* **EXERCISE OBJECTIVE**
Look below for the line that contains "use crate::model_registry::find_entry;", then copy it and each following line exactly, through and including the line that contains "assert_eq!(options.tile_size, 512);".

* **INFORMATION SUPPLIED**
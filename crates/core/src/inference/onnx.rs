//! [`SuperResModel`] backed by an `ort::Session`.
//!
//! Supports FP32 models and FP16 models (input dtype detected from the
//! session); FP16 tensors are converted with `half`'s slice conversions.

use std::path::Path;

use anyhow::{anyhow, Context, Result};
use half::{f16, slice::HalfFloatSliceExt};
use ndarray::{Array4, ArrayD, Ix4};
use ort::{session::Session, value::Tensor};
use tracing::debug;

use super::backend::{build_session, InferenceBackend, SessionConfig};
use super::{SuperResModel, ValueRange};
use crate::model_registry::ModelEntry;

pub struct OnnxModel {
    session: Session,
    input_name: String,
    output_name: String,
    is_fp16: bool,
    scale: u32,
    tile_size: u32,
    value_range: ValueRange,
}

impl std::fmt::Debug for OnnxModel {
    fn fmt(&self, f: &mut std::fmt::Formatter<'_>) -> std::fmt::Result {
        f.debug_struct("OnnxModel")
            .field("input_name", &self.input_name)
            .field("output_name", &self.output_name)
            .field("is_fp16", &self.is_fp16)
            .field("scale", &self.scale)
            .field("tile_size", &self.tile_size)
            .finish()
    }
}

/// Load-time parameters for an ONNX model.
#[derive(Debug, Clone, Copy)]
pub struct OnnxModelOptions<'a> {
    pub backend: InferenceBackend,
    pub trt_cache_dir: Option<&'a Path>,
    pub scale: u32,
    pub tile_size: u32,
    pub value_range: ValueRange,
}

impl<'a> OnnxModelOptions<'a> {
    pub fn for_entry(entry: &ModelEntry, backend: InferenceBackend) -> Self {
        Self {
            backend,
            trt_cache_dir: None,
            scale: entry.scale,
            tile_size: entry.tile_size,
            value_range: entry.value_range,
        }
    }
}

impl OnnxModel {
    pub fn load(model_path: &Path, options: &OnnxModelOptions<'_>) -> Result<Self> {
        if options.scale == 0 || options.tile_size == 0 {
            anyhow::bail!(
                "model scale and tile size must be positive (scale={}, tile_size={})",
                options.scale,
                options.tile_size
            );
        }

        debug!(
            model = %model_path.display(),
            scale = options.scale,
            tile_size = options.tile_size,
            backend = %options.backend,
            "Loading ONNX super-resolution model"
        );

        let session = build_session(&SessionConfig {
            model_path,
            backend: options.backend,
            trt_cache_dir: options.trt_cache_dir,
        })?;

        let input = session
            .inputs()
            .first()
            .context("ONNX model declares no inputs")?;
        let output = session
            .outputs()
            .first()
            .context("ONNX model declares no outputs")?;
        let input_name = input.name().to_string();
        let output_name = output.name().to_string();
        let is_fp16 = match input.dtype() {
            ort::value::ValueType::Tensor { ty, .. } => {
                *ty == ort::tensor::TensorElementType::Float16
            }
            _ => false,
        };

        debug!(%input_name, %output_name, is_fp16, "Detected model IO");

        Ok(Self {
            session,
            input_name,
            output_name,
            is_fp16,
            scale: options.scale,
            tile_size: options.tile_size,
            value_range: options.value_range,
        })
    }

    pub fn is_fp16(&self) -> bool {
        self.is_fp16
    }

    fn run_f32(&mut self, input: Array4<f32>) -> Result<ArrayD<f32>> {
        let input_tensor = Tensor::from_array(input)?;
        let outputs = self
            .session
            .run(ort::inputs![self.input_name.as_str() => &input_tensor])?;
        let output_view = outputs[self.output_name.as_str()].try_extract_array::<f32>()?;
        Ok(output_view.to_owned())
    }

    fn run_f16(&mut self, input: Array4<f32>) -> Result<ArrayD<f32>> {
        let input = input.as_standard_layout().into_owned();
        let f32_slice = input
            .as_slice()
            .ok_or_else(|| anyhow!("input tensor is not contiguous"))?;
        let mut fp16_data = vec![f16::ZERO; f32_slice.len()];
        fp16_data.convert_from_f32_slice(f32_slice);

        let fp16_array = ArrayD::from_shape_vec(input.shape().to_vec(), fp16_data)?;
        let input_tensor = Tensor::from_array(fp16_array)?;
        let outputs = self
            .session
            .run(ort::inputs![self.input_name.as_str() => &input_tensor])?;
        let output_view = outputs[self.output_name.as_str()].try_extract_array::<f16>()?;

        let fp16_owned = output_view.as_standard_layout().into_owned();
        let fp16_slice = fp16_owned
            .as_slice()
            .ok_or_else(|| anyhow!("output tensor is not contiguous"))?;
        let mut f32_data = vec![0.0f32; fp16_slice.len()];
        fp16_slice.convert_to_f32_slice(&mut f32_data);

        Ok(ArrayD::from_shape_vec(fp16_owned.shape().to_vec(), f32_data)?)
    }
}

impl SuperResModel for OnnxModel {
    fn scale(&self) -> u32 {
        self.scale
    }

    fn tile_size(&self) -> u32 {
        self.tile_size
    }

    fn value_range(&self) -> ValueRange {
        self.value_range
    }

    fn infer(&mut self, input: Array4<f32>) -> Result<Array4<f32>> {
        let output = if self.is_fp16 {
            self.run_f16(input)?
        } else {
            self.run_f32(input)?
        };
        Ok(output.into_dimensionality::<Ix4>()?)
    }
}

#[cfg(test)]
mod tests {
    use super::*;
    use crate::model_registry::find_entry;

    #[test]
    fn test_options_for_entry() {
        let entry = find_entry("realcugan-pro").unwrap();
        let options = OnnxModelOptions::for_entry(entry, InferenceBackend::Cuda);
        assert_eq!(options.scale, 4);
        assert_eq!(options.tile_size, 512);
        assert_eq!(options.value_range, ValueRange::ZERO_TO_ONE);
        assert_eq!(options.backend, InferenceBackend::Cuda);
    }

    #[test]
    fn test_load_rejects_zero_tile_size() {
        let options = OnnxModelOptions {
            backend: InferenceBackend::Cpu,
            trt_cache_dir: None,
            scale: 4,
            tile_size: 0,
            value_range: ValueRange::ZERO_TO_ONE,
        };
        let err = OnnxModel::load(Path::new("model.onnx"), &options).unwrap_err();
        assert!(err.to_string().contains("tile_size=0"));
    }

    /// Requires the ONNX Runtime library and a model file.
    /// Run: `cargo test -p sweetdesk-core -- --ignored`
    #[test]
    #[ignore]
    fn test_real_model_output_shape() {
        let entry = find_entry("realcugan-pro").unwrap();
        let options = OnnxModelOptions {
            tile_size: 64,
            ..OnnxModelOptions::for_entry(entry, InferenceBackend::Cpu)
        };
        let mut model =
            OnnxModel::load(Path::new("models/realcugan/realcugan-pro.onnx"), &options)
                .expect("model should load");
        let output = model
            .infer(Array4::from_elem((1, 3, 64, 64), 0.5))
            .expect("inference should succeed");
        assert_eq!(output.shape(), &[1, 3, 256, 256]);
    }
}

* **WRITTEN ANSWER**
    use crate::model_registry::find_entry;

    #[test]
    fn test_options_for_entry() {
        let entry = find_entry("realcugan-pro").unwrap();
        let options = OnnxModelOptions::for_entry(entry, InferenceBackend::Cuda);
        assert_eq!(options.scale, 4);
        assert_eq!(options.tile_size, 512);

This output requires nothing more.